The prodigious quantity of work produced by Blake may be roughly separated into an early period and a later period, with the division between being marked by the composition of The Marriage of Heaven and Hell, when Blake was in his middle thirties. Several of the early works were lyrical in nature. A collection, Poetical Sketches, was written while Blake was still in his teens. Only two of the early books of poetry, Songs of Innocence and Songs of Experience, were printed during his lifetime. The Songs of Innocence were mostly simple in form with a delicate quality and a deliberate, although not always regular, rhythm. In many of them a charming naiveté veiled a depth of feeling and a sensitivity to symbolism which exalted such homely themes as "The Little Boy Lost," "The Chimney Sweeper." or "The Lamb." But Blake's entire work might have been forgotten in the years after his death were it not for one poem in Songs of Experience in which the striking image achieved immediate popularity. Almost every English schoolchild knows it by heart, yet its implications stir the most sophisticated to ponder the mystery of the ultimate creative power.

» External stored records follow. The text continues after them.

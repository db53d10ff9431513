//! Statistics module for Sift
//!
//! Engine-wide atomic counters, plus the serializable report written when a
//! `--json` path is given. Counters are lock-free so the reader and every
//! worker can update them on the hot path.

use std::collections::BTreeMap;
use std::path::Path;
use std::sync::atomic::{AtomicU64, Ordering};

use serde::Serialize;

/// Engine-level packet accounting. For any finite run,
/// `total_packets == forwarded + dropped + malformed + discarded`.
#[derive(Debug, Default)]
pub struct EngineStats {
    pub total_packets: AtomicU64,
    pub total_bytes: AtomicU64,
    pub tcp_packets: AtomicU64,
    pub udp_packets: AtomicU64,
    pub forwarded_packets: AtomicU64,
    pub dropped_packets: AtomicU64,
    pub malformed_packets: AtomicU64,
    /// Fragmented packets are also counted in `discarded_packets`; this
    /// gauge exists for reporting only.
    pub fragmented_packets: AtomicU64,
    /// Non-IP, non-TCP/UDP, and fragmented packets never enqueued.
    pub discarded_packets: AtomicU64,
}

impl EngineStats {
    pub fn snapshot(&self) -> StatsSummary {
        StatsSummary {
            total_packets: self.total_packets.load(Ordering::Relaxed),
            total_bytes: self.total_bytes.load(Ordering::Relaxed),
            tcp_packets: self.tcp_packets.load(Ordering::Relaxed),
            udp_packets: self.udp_packets.load(Ordering::Relaxed),
            forwarded: self.forwarded_packets.load(Ordering::Relaxed),
            dropped: self.dropped_packets.load(Ordering::Relaxed),
            malformed: self.malformed_packets.load(Ordering::Relaxed),
            fragmented: self.fragmented_packets.load(Ordering::Relaxed),
            discarded: self.discarded_packets.load(Ordering::Relaxed),
        }
    }
}

/// Plain-value snapshot of the engine counters.
#[derive(Debug, Clone, Copy, Default, Serialize)]
pub struct StatsSummary {
    pub total_packets: u64,
    pub total_bytes: u64,
    pub tcp_packets: u64,
    pub udp_packets: u64,
    pub forwarded: u64,
    pub dropped: u64,
    #[serde(skip)]
    pub malformed: u64,
    #[serde(skip)]
    pub fragmented: u64,
    #[serde(skip)]
    pub discarded: u64,
}

/// Per-thread dispatch/processing counts for the JSON report.
#[derive(Debug, Clone, Default, Serialize)]
pub struct ThreadReport {
    pub load_balancers: BTreeMap<String, u64>,
    pub fast_paths: BTreeMap<String, u64>,
}

/// The full JSON statistics document.
#[derive(Debug, Clone, Serialize)]
pub struct StatsReport {
    pub summary: StatsSummary,
    pub applications: BTreeMap<String, u64>,
    pub threads: ThreadReport,
}

impl StatsReport {
    /// Serialize the report to pretty-printed JSON at `path`.
    pub fn write_json<P: AsRef<Path>>(&self, path: P) -> std::io::Result<()> {
        let json: String = serde_json::to_string_pretty(self)?;
        std::fs::write(path, json)
    }
}

#[cfg(test)]
mod tests {
    use super::*;

    #[test]
    fn snapshot_reflects_counters() {
        let stats = EngineStats::default();
        stats.total_packets.store(10, Ordering::Relaxed);
        stats.forwarded_packets.store(7, Ordering::Relaxed);
        stats.dropped_packets.store(2, Ordering::Relaxed);
        stats.malformed_packets.store(1, Ordering::Relaxed);

        let summary = stats.snapshot();
        assert_eq!(summary.total_packets, 10);
        assert_eq!(
            summary.total_packets,
            summary.forwarded + summary.dropped + summary.malformed + summary.discarded
        );
    }

    #[test]
    fn json_report_shape() {
        let mut applications = BTreeMap::new();
        applications.insert("YouTube".to_string(), 3u64);

        let mut threads = ThreadReport::default();
        threads.load_balancers.insert("lb0".to_string(), 5);
        threads.fast_paths.insert("fp0".to_string(), 5);

        let report = StatsReport {
            summary: StatsSummary {
                total_packets: 5,
                forwarded: 5,
                ..Default::default()
            },
            applications,
            threads,
        };

        let json: String = serde_json::to_string(&report).unwrap();
        assert!(json.contains("\"summary\""));
        assert!(json.contains("\"total_packets\":5"));
        assert!(json.contains("\"applications\""));
        assert!(json.contains("\"YouTube\":3"));
        assert!(json.contains("\"load_balancers\""));
        assert!(json.contains("\"lb0\":5"));
    }
}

Tyger! Tyger! burning bright
In the forests of the night,
What immortal hand or eye
Could frame thy fearful symmetry?
In what distant deeps or skies
Burnt the fire of thine eyes?
On what wings dare he aspire?
What the hand dare seize the fire?
And what shoulder, & what art,
Could twist the sinews of thy heart?
And when thy heart began to beat,
What dread hand? & what dread feet?
What the hammer? what the chain?
In what furnace was thy brain?
What the anvil? what dread grasp
Dare its deadly terrors clasp?
When the stars threw down their spears,
And water'd heaven with their tears,
Did he smile his work to see?
Did he who made the Lamb make thee?
Tyger! Tyger! burning bright
In the forests of the night,
What immortal hand or eye
Dare frame thy fearful symmetry?
The lasting and overwhelming response to this poem acknowledges the recognition of a central concept in Blake's work. This is the need to become aware of the other side of God, the side not accepted either by social agreement or by orthodox religious practice. Blake says that while he who made the Lamb is worshipped and praised in all the churches, he who fashioned the Tyger to pierce the darkness of the tangled forest with his perceptive eye, he is also God. God of the Lamb is worshipped at prescribed intervals, but God of the Tyger is held in fear by day and night, for none may escape him when he pursues. Blake wrote as though he felt that enough had been said about that symbol of gentleness which is traditionally associated with Jesus. He was more concerned with the fierce and the frightful which threatens innocence and light. And it follows that such a man would address himself boldly also to the darker area of man's life, which is hidden in shadow and must be invaded and explored if man is to approach any degree of self- awareness.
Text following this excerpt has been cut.